Diet quality improved significantly across most health-focused indices over the study period. The Dietary Approaches to Stop Hypertension (DASH) score showed the largest standardized gain. Simultaneously, diet-related greenhouse gas emissions fell, as did cumulative energy demand and land use — all statistically significant trends. The Planetary Health Diet Index (PHDI) emerged as the most environmentally comprehensive metric, accounting for roughly 38% of greenhouse gas emission variance and 36% of land use variance. Crucially, the PHDI was the only index associated with reduced water use — a notable finding given that water consumption actually increased markedly overall (+51.64 liters per two-year cycle).

Despite these broad improvements, the gains were not evenly distributed. Higher-income and higher-education groups drove most of the progress, raising equity concerns about who benefits from evolving food environments and nutrition messaging.

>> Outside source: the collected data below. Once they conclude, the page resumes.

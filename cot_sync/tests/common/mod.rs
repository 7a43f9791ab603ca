#![allow(dead_code)]

use std::io::{Cursor, Write};
use std::path::PathBuf;

use chrono::{Duration, NaiveDate};
use cot_ingestor::models::record::NormalizedRecord;
use cot_ingestor::models::report::{GroupKey, ReportType, SubType, Variant};
use cot_ingestor::parse::layout::{Field, GroupField, layout};
use cot_sync::db::{connection, migrate};
use cot_sync::store::CotStore;
use diesel::QueryableByName;
use diesel::prelude::*;
use diesel::sql_types::{Integer, Text};
use tempfile::TempDir;
use zip::write::{SimpleFileOptions, ZipWriter};

pub const LEGACY_FO: Variant = Variant::new(ReportType::Legacy, SubType::FuturesOnly);
pub const LEGACY_CO: Variant = Variant::new(ReportType::Legacy, SubType::Combined);

#[derive(QueryableByName)]
struct JournalMode {
    #[diesel(sql_type = Text)]
    journal_mode: String,
}
#[derive(QueryableByName)]
struct ForeignKeys {
    #[diesel(sql_type = Integer)]
    foreign_keys: i32,
}
#[derive(QueryableByName)]
struct BusyTimeout {
    #[diesel(sql_type = Integer, column_name = "timeout")]
    busy_timeout: i32,
}

pub struct TestDb {
    pub dir: TempDir, // keep alive for the life of the test
    pub path: String, // <tmpdir>/cot.db
}

impl TestDb {
    pub fn new() -> Self {
        let dir = TempDir::new().expect("tempdir");
        let path = dir.path().join("cot.db").to_string_lossy().to_string();
        Self { dir, path }
    }

    pub fn child(&self, name: &str) -> PathBuf {
        self.dir.path().join(name)
    }

    pub fn open_store(&self) -> CotStore {
        CotStore::open(&self.path).expect("open store")
    }
}

pub fn setup_db() -> (TestDb, SqliteConnection) {
    let db = TestDb::new();
    migrate::run_sqlite(&db.path).expect("migrations");
    let conn = connection::connect_sqlite(&db.path).expect("connect");
    (db, conn)
}

pub fn assert_sqlite_pragmas(conn: &mut SqliteConnection) {
    use diesel::sql_query;

    let jm: JournalMode = sql_query("PRAGMA journal_mode;").get_result(conn).unwrap();
    assert_eq!(jm.journal_mode.to_lowercase(), "wal");

    let fk: ForeignKeys = sql_query("PRAGMA foreign_keys;").get_result(conn).unwrap();
    assert_eq!(fk.foreign_keys, 1);

    let bt: BusyTimeout = sql_query("PRAGMA busy_timeout;").get_result(conn).unwrap();
    assert_eq!(bt.busy_timeout, connection::BUSY_TIMEOUT_MS as i32);
}

pub fn date(y: i32, m: u32, d: u32) -> NaiveDate {
    NaiveDate::from_ymd_opt(y, m, d).unwrap()
}

/// `count` consecutive weekly dates starting at `first`.
pub fn weekly(first: NaiveDate, count: usize) -> Vec<NaiveDate> {
    (0..count).map(|i| first + Duration::weeks(i as i64)).collect()
}

/// A legacy record with G1/G2 positions derived from `seed`.
pub fn record(variant: Variant, code: &str, name: &str, day: NaiveDate, seed: f64) -> NormalizedRecord {
    let mut r = NormalizedRecord::new(variant, day, code);
    r.market_name = name.to_string();
    r.exchange_code = "CMX".to_string();
    r.commodity_code = "088".to_string();
    r.open_interest = Some(1_000.0 + seed);
    r.open_interest_change = Some(seed);
    let g1 = r.group_mut(GroupKey::G1);
    g1.long = Some(500.0 + seed);
    g1.short = Some(200.0);
    let g2 = r.group_mut(GroupKey::G2);
    g2.long = Some(300.0);
    g2.short = Some(400.0 + seed);
    r
}

const ARCHIVE_HEADER: &str = "Market and Exchange Names,As of Date in Form YYYY-MM-DD,\
CFTC Contract Market Code,CFTC Market Code in Initials,CFTC Commodity Code,Open Interest (All),\
Noncommercial Positions-Long (All),Noncommercial Positions-Short (All),\
Commercial Positions-Long (All),Commercial Positions-Short (All)";

/// Legacy yearly archive text: one row per `(code, name, date, open_interest, g1_long)`.
pub fn legacy_archive(rows: &[(&str, &str, NaiveDate, f64, f64)]) -> String {
    let mut out = String::from(ARCHIVE_HEADER);
    out.push('\n');
    for (code, name, day, oi, g1_long) in rows {
        out.push_str(&format!(
            "{name},{day},{code},CMX,088,{oi},{g1_long},1000,2000,3000\n"
        ));
    }
    out
}

/// One headerless legacy current-week line, positioned per the legacy layout.
pub fn legacy_current_line(code: &str, name: &str, day: NaiveDate, oi: f64, g1_long: f64) -> String {
    let columns = layout(ReportType::Legacy);
    let mut cells = vec![String::new(); columns.len()];
    let mut set = |field: Field, value: String| {
        if let Some(idx) = columns.iter().position(|c| c.field == Some(field)) {
            cells[idx] = value;
        }
    };
    set(Field::MarketName, name.to_string());
    set(Field::DateIso, day.to_string());
    set(Field::MarketCode, code.to_string());
    set(Field::ExchangeCode, "CMX".to_string());
    set(Field::CommodityCode, "088".to_string());
    set(Field::OpenInterest, oi.to_string());
    set(Field::Group(GroupKey::G1, GroupField::Long), g1_long.to_string());
    format!("{}\n", cells.join(","))
}

pub fn zipped(name: &str, body: &str) -> Vec<u8> {
    let mut writer = ZipWriter::new(Cursor::new(Vec::new()));
    writer.start_file(name, SimpleFileOptions::default()).unwrap();
    writer.write_all(body.as_bytes()).unwrap();
    writer.finish().unwrap().into_inner()
}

For clinicians and health-conscious individuals, the takeaway is encouraging but incomplete. Moving toward planetary health diet principles — emphasizing plant-forward eating while limiting red meat and ultra-processed foods — appears to support both personal health and environmental sustainability. However, systemic barriers mean that dietary improvements are not reaching everyone equally, underscoring the need for targeted public health interventions alongside revised dietary guidelines that incorporate environmental metrics.

Key Findings

  • US diet quality improved significantly across most health indices from 2001–2018, with DASH scores showing the largest gains.
  • Diet-related greenhouse gas emissions, land use, and energy demand all declined significantly over the 18-year period.
  • Water use increased sharply (+51.64 L per two-year cycle), representing a critical environmental trade-off.
  • The Planetary Health Diet Index best captured combined health and environmental benefits, explaining ~38% of GHG variance.
  • Diet quality improvements were concentrated in higher-income and higher-education groups, highlighting a socioeconomic gap.

Methodology

This serial cross-sectional study analyzed 25,678 U.S. adults from nine consecutive NHANES cycles (2001–2018). Six dietary quality indices and four environmental indicators were evaluated using Mann-Kendall trend tests, multivariable linear regression, and Shapley value variance decomposition. Cross-sectional design prevents causal inference about individual dietary behavior change over time.

Study Limitations

The serial cross-sectional design captures population-level trends but cannot establish causation or track individual dietary trajectories over time. The summary is based on the abstract only, as the full text was not available, limiting assessment of methodological nuance, confounding control, and environmental impact calculation methods. Self-reported dietary recall data used in NHANES are subject to measurement error and recall bias.